Il problema è che la prevenzione e la gestione delle crisi del mondo produttivo non sono facili, come dimostra anche l’attuale situazione del nostro Paese. Le difficoltà che si incontrano in proposito sono molteplici. Innanzitutto vi è l’obiettiva complessità delle soluzioni possibili, anche se le linee sulle quali occorrerebbe muoversi sono ormai pressoché unanimemente condivise. Bisogna in verità riconoscere che sono stati effettuati alcuni interventi utili come quelli mirati al finanziamento automatico delle imprese con l’assistenza della garanzia della SACE, il potenziamento della cassa integrazione e l’incentivazione delle startup. Il governo e i tecnici che lo consigliano continuano tuttavia a girare attorno alle cose fondamentali che occorrerebbe fare – pur sapendo che andrebbero fatte – ma non hanno la volontà o la forza di farle. L’importanza dell’apparenza e dell’impatto comunicativo (e politico/elettorale) dei provvedimenti è diventata prioritaria rispetto a quella della sostanza dei problemi e, una volta approvati i provvedimenti che potrebbero contribuire a risolvere la crisi del nostro sistema produttivo, l’interesse del mondo politico e quello della burocrazia che con esso collabora cala vertiginosamente, e l’efficacia dei suddetti provvedimenti spesso muore con la relativa emanazione. Questo crea le difficoltà di cui parlavo, che hanno comunque anche qualche riflesso benefico perché potrebbero coinvolgere positivamente il mondo imprenditoriale, il quale, di fronte alle incertezze e alle indecisioni di chi dovrebbe sostenerlo nella ripresa, è molto sfiduciata e fa ben poco per uscire dall’impasse.

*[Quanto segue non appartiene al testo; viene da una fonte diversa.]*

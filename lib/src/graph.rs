//! Append-only output graph: a triple set plus the prefix bindings that
//! apply to every record mapped during one run.

use crate::uri::NamespaceMap;
use anyhow::Result;
use log::{debug, info};
use oxigraph::io::{RdfFormat, RdfSerializer};
use oxigraph::model::{Graph, TripleRef};
use std::collections::HashMap;
use std::path::Path;

#[derive(Debug, Default)]
pub struct OutputGraph {
    graph: Graph,
    namespaces: NamespaceMap,
}

impl OutputGraph {
    pub fn new() -> Self {
        OutputGraph {
            graph: Graph::new(),
            namespaces: NamespaceMap::new(),
        }
    }

    /// Creates a graph with the given prefixes bound. Bindings performed
    /// here apply to every record mapped into the graph afterwards.
    pub fn with_prefixes(prefixes: &HashMap<String, String>) -> Self {
        let mut graph = Self::new();
        for (prefix, base) in prefixes {
            graph.bind(prefix, base);
        }
        graph
    }

    pub fn bind(&mut self, prefix: &str, base: &str) {
        debug!("Binding prefix {} to URI {}", prefix, base);
        self.namespaces.bind(prefix, base);
    }

    pub fn namespaces(&self) -> &NamespaceMap {
        &self.namespaces
    }

    /// Appends a triple. Re-inserting an identical triple is a no-op, so
    /// mapping the same data twice cannot duplicate statements.
    pub fn insert(&mut self, triple: TripleRef<'_>) {
        self.graph.insert(triple);
    }

    pub fn contains(&self, triple: TripleRef<'_>) -> bool {
        self.graph.contains(triple)
    }

    pub fn len(&self) -> usize {
        self.graph.len()
    }

    pub fn is_empty(&self) -> bool {
        self.graph.is_empty()
    }

    pub fn iter(&self) -> impl Iterator<Item = TripleRef<'_>> {
        self.graph.iter()
    }

    /// Serializes the triple set as Turtle with all bound prefixes.
    pub fn write_turtle(&self, file: &Path) -> Result<()> {
        info!(
            "Writing graph to file: {} with length {}",
            file.display(),
            self.graph.len()
        );
        let mut serializer = RdfSerializer::from_format(RdfFormat::Turtle);
        for (prefix, base) in self.namespaces.iter() {
            serializer = serializer.with_prefix(prefix, base)?;
        }
        let mut file = std::fs::File::create(file)?;
        let mut writer = serializer.for_writer(&mut file);
        for triple in self.graph.iter() {
            writer.serialize_triple(triple)?;
        }
        writer.finish()?;
        Ok(())
    }
}

#[cfg(test)]
mod tests {
    use super::*;
    use oxigraph::model::NamedNode;

    #[test]
    fn test_insert_is_idempotent() {
        let mut graph = OutputGraph::new();
        let s = NamedNode::new("http://example.org/s").unwrap();
        let p = NamedNode::new("http://example.org/p").unwrap();
        let o = NamedNode::new("http://example.org/o").unwrap();
        graph.insert(TripleRef::new(&s, &p, &o));
        graph.insert(TripleRef::new(&s, &p, &o));
        assert_eq!(graph.len(), 1);
    }

    #[test]
    fn test_write_turtle_binds_prefixes() {
        let mut graph = OutputGraph::new();
        graph.bind("ex", "http://example.org/");
        let s = NamedNode::new("http://example.org/s").unwrap();
        let p = NamedNode::new("http://example.org/p").unwrap();
        let o = NamedNode::new("http://example.org/o").unwrap();
        graph.insert(TripleRef::new(&s, &p, &o));

        let dir = tempfile::tempdir().unwrap();
        let path = dir.path().join("out.ttl");
        graph.write_turtle(&path).unwrap();
        let content = std::fs::read_to_string(&path).unwrap();
        assert!(content.contains("@prefix ex: <http://example.org/>"));
        assert!(content.contains("ex:s ex:p ex:o"));
    }
}
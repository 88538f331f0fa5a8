// Keymap structure error

use std::fmt;

#[derive(Debug)]
pub struct MappingStructureError {
    pub section: String,
    pub message: String,
}

impl fmt::Display for MappingStructureError {
    fn fmt(&self, f: &mut fmt::Formatter) -> fmt::Result {
        write!(
            f,
            "Malformed keymap section '{}': {}",
            self.section, self.message
        )
    }
}

impl std::error::Error for MappingStructureError {}
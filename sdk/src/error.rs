//! Error types for the PayRelay SDK
//!
//! Two families of errors flow through the pipeline:
//!
//! - [`ValidationError`]: the submission failed a precondition check. These
//!   are the only errors a submitting client ever sees; the endpoint maps
//!   them to a 400 response. The `Display` text of each variant is the
//!   client-facing message, while [`ValidationError::field`] identifies the
//!   offending field for logs and tests.
//! - [`RelayError`]: everything else, including transport rejections, outbound HTTP
//!   failures, bad configuration. These are contained downstream of
//!   validation and never abort an accepted submission.

use thiserror::Error;

/// Result type for PayRelay SDK operations
pub type Result<T> = std::result::Result<T, RelayError>;

/// A required submission field, in the fixed order the validator checks them.
#[derive(Clone, Copy, Debug, PartialEq, Eq)]
pub enum RequiredField {
    /// Buyer identity block with a numeric platform id
    Buyer,
    /// Referral promo identifier
    PromoId,
    /// Plan code
    Plan,
    /// Payment method
    Method,
    /// Proof-of-payment image
    Proof,
    /// WhatsApp contact number
    Whatsapp,
    /// Phone contact number
    Call,
}

impl RequiredField {
    /// Wire name of the field as it appears in the request body.
    #[must_use]
    pub const fn name(self) -> &'static str {
        match self {
            Self::Buyer => "buyer",
            Self::PromoId => "promoId",
            Self::Plan => "plan",
            Self::Method => "method",
            Self::Proof => "proof",
            Self::Whatsapp => "whatsapp",
            Self::Call => "call",
        }
    }
}

impl std::fmt::Display for RequiredField {
    fn fmt(&self, f: &mut std::fmt::Formatter<'_>) -> std::fmt::Result {
        f.write_str(self.name())
    }
}

/// A submission was rejected before any side effect was performed.
///
/// Checks run in a fixed order and the first failure wins, so a body missing
/// several fields always reports the earliest one.
#[derive(Error, Debug, PartialEq, Eq)]
pub enum ValidationError {
    /// A required field was absent or empty.
    #[error("Missing required fields")]
    Missing(RequiredField),

    /// The promo identifier is present but is not a deliverable numeric
    /// recipient id.
    #[error("Invalid Promo ID")]
    InvalidPromoId,

    /// The plan code is not one of the recognized values.
    #[error("Unknown plan: {0}")]
    UnknownPlan(String),

    /// The payment method is not one of the recognized values.
    #[error("Unknown payment method: {0}")]
    UnknownMethod(String),

    /// The proof image could not be decoded from its data URI.
    #[error("Invalid proof image")]
    InvalidProof,

    /// The decoded proof image exceeds the size cap.
    #[error("Image must be under 5MB")]
    ProofTooLarge(usize),
}

impl ValidationError {
    /// The field that caused the rejection.
    #[must_use]
    pub const fn field(&self) -> RequiredField {
        match self {
            Self::Missing(field) => *field,
            Self::InvalidPromoId => RequiredField::PromoId,
            Self::UnknownPlan(_) => RequiredField::Plan,
            Self::UnknownMethod(_) => RequiredField::Method,
            Self::InvalidProof | Self::ProofTooLarge(_) => RequiredField::Proof,
        }
    }
}

/// Error types that can occur inside the relay pipeline
#[derive(Error, Debug)]
pub enum RelayError {
    /// The submission failed a precondition check
    #[error(transparent)]
    Validation(#[from] ValidationError),

    /// The messaging transport accepted the request but reported failure
    #[error("Telegram API rejected the request: {0}")]
    Telegram(String),

    /// Outbound HTTP failure (connect, timeout, status, body decode)
    #[error("HTTP error: {0}")]
    Http(#[from] reqwest::Error),

    /// The exchange-rate endpoint answered with an unusable body
    #[error("Exchange rate lookup failed: {0}")]
    RateLookup(String),

    /// Error from serde JSON
    #[error("JSON error: {0}")]
    Json(#[from] serde_json::Error),

    /// A component was constructed with invalid parameters
    #[error("Invalid configuration: {0}")]
    Config(String),

    /// Generic error with message
    #[error("Relay error: {0}")]
    Generic(String),
}

impl From<String> for RelayError {
    fn from(msg: String) -> Self {
        Self::Generic(msg)
    }
}

impl From<&str> for RelayError {
    fn from(msg: &str) -> Self {
        Self::Generic(msg.to_string())
    }
}
//! Configuration management for the PayRelay server
//!
//! All runtime configuration comes from environment variables, validated at
//! startup. Required credentials fail fast with a clear error before the
//! server binds; optional values fall back to sensible defaults. There is
//! no global mutable state; the config is constructed once in `main` and
//! passed into the endpoint state.

use anyhow::{bail, Context, Result};
use std::env;

/// Default listen port
pub const DEFAULT_PORT: u16 = 3000;

/// Default exchange-rate collaborator endpoint
pub const DEFAULT_RATE_URL: &str = "https://api.exchangerate-api.com/v4/latest/NGN";

/// Default moderator contact link shown to the buyer
pub const DEFAULT_MODERATOR_CONTACT: &str = "https://wa.me/2349114301708";

/// Default bound on the exchange-rate lookup, in seconds
pub const DEFAULT_RATE_TIMEOUT_SECS: u64 = 5;

/// Default bound on each Telegram API call, in seconds
pub const DEFAULT_TELEGRAM_TIMEOUT_SECS: u64 = 15;

/// Centralized configuration for the PayRelay server
#[derive(Debug, Clone)]
pub struct RelayConfig {
    /// Telegram bot token used for all outbound deliveries (required)
    pub telegram_token: String,

    /// Administrator chat id, the always-attempted recipient (required)
    pub admin_chat_id: i64,

    /// Listen port
    pub port: u16,

    /// Exchange-rate collaborator endpoint
    pub rate_endpoint: String,

    /// Bound on the exchange-rate lookup, in seconds
    pub rate_timeout_secs: u64,

    /// Bound on each Telegram API call, in seconds
    pub telegram_timeout_secs: u64,

    /// Moderator contact link included in the buyer confirmation
    pub moderator_contact: String,
}

impl RelayConfig {
    /// Load configuration from the process environment.
    ///
    /// # Errors
    /// Fails when `TELEGRAM_TOKEN` is absent or `ADMIN_ID` is absent or
    /// non-numeric; the process must not start without working credentials.
    pub fn from_env() -> Result<Self> {
        Self::from_lookup(|key| env::var(key).ok())
    }

    fn from_lookup(get: impl Fn(&str) -> Option<String>) -> Result<Self> {
        let Some(telegram_token) = get("TELEGRAM_TOKEN").filter(|t| !t.trim().is_empty()) else {
            bail!("Missing TELEGRAM_TOKEN");
        };

        let admin_chat_id = get("ADMIN_ID")
            .filter(|v| !v.trim().is_empty())
            .context("Missing ADMIN_ID")?
            .trim()
            .parse::<i64>()
            .context("ADMIN_ID must be a numeric chat id")?;

        Ok(Self {
            telegram_token,
            admin_chat_id,
            port: get("PORT")
                .and_then(|v| v.trim().parse().ok())
                .unwrap_or(DEFAULT_PORT),
            rate_endpoint: get("RATE_URL").unwrap_or_else(|| DEFAULT_RATE_URL.to_string()),
            rate_timeout_secs: get("RATE_TIMEOUT_SECS")
                .and_then(|v| v.trim().parse().ok())
                .unwrap_or(DEFAULT_RATE_TIMEOUT_SECS),
            telegram_timeout_secs: get("TELEGRAM_TIMEOUT_SECS")
                .and_then(|v| v.trim().parse().ok())
                .unwrap_or(DEFAULT_TELEGRAM_TIMEOUT_SECS),
            moderator_contact: get("MODERATOR_CONTACT")
                .unwrap_or_else(|| DEFAULT_MODERATOR_CONTACT.to_string()),
        })
    }
}
//! Submission wire types and the validated aggregate
//!
//! [`SubmitRequest`] is the raw, fully optional request body as the client
//! form sends it; nothing in it is trusted. [`Submission`] is the immutable
//! aggregate produced by [`crate::validation::validate`]; it exists only for
//! the duration of one request and is never persisted.

use crate::error::ValidationError;
use base64::engine::general_purpose::STANDARD as BASE64;
use base64::Engine;
use serde::{Deserialize, Serialize};

/// How the buyer claims to have paid.
#[derive(Clone, Copy, Debug, PartialEq, Eq, Serialize, Deserialize)]
#[serde(rename_all = "lowercase")]
pub enum PaymentMethod {
    /// Bank transfer
    Bank,
    /// Cryptocurrency transfer
    Crypto,
}

impl PaymentMethod {
    /// Parse a wire payment method.
    #[must_use]
    pub fn from_wire(method: &str) -> Option<Self> {
        match method {
            "bank" => Some(Self::Bank),
            "crypto" => Some(Self::Crypto),
            _ => None,
        }
    }

    /// The raw method string as submitted and as rendered to the admin.
    #[must_use]
    pub const fn wire(self) -> &'static str {
        match self {
            Self::Bank => "bank",
            Self::Crypto => "crypto",
        }
    }
}

impl std::fmt::Display for PaymentMethod {
    fn fmt(&self, f: &mut std::fmt::Formatter<'_>) -> std::fmt::Result {
        f.write_str(self.wire())
    }
}

/// Buyer identity block as supplied by the platform, untrusted.
#[derive(Clone, Debug, Default, Serialize, Deserialize)]
pub struct BuyerRef {
    /// Numeric platform chat id
    #[serde(default)]
    pub id: Option<i64>,
    #[serde(default)]
    pub first_name: Option<String>,
    #[serde(default)]
    pub last_name: Option<String>,
}

/// Raw request body for `POST /send`.
///
/// Every field is optional at the serde layer so the validator, not the
/// deserializer, decides which omission is reported; the check order is
/// part of the endpoint contract.
#[derive(Clone, Debug, Default, Serialize, Deserialize)]
pub struct SubmitRequest {
    #[serde(default)]
    pub buyer: Option<BuyerRef>,
    #[serde(default, rename = "promoId")]
    pub promo_id: Option<String>,
    #[serde(default)]
    pub plan: Option<String>,
    #[serde(default)]
    pub method: Option<String>,
    /// Data-URI encoded proof-of-payment image
    #[serde(default)]
    pub proof: Option<String>,
    #[serde(default)]
    pub whatsapp: Option<String>,
    #[serde(default)]
    pub call: Option<String>,
    #[serde(default)]
    pub desc: Option<String>,
}

/// Validated buyer identity.
#[derive(Clone, Debug, PartialEq, Eq)]
pub struct Buyer {
    /// Numeric platform chat id, also the buyer-notification target
    pub id: i64,
    pub first_name: String,
    pub last_name: Option<String>,
}

impl Buyer {
    /// Full display name with empty parts dropped.
    #[must_use]
    pub fn full_name(&self) -> String {
        match self.last_name.as_deref().filter(|s| !s.trim().is_empty()) {
            Some(last) => format!("{} {last}", self.first_name),
            None => self.first_name.clone(),
        }
    }
}

/// A decoded proof-of-payment image ready for attachment delivery.
#[derive(Clone, Debug, PartialEq, Eq)]
pub struct ProofImage {
    pub bytes: Vec<u8>,
    /// MIME type claimed by the data URI, e.g. `image/png`
    pub mime: String,
    /// Attachment filename derived from the MIME type
    pub filename: String,
}

impl ProofImage {
    /// Decode a proof image from a `data:<mime>;base64,<payload>` URI.
    ///
    /// A bare base64 payload without the data-URI header is accepted and
    /// treated as `image/jpeg`.
    ///
    /// # Errors
    /// Returns [`ValidationError::InvalidProof`] if the payload is not
    /// valid base64.
    pub fn from_data_uri(uri: &str) -> Result<Self, ValidationError> {
        let (mime, payload) = match uri.strip_prefix("data:") {
            Some(rest) => {
                let (header, payload) = rest
                    .split_once(";base64,")
                    .ok_or(ValidationError::InvalidProof)?;
                let mime = if header.is_empty() { "image/jpeg" } else { header };
                (mime.to_string(), payload)
            }
            None => ("image/jpeg".to_string(), uri),
        };

        let bytes = BASE64
            .decode(payload.trim())
            .map_err(|_| ValidationError::InvalidProof)?;
        let filename = filename_for_mime(&mime);

        Ok(Self {
            bytes,
            mime,
            filename,
        })
    }

    /// Decoded image size in bytes.
    #[must_use]
    pub fn len(&self) -> usize {
        self.bytes.len()
    }

    #[must_use]
    pub fn is_empty(&self) -> bool {
        self.bytes.is_empty()
    }
}

fn filename_for_mime(mime: &str) -> String {
    let ext = match mime {
        "image/jpeg" | "image/jpg" => "jpg",
        other => other.strip_prefix("image/").unwrap_or("bin"),
    };
    format!("proof.{ext}")
}

/// The validated input aggregate for one submission.
///
/// Immutable after construction; no entity derived from it outlives the
/// request that carried it.
#[derive(Clone, Debug, PartialEq, Eq)]
pub struct Submission {
    pub buyer: Buyer,
    pub plan: crate::plan::PlanCode,
    pub method: PaymentMethod,
    pub proof: ProofImage,
    pub whatsapp: String,
    pub call: String,
    pub description: Option<String>,
    /// Promo identifier exactly as submitted, used in message bodies
    pub promo_id: String,
    /// The promo owner's chat id parsed from the identifier
    pub promo_chat_id: i64,
}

Addossare tutte le colpe alla classe politica, ai tecnici e ai burocrati che con essa collaborano non è giusto, ma è indubbio che in buona parte essi forniscono sostegni assai deboli allo sviluppo quando addirittura non ne diventano un freno. Non so se riusciremo a vincere la battaglia economica contro il virus (e non solo), ma il futuro, almeno nell’immediato, non è brillante. C’è da augurarsi che gli imprenditori, quali che siano gli atteggiamenti delle autorità, riprendano fiducia in se stessi e nelle loro aziende e si diano da fare. Attualmente sono soli o quasi soli, ma la solitudine non è per essi un fatto nuovo. L’hanno saputa vincere tante volte negli anni passati, sapranno vincerla pure nei prossimi mesi. Anche per le banche sarebbe la fine di un incubo che le sta tormentando come non mai.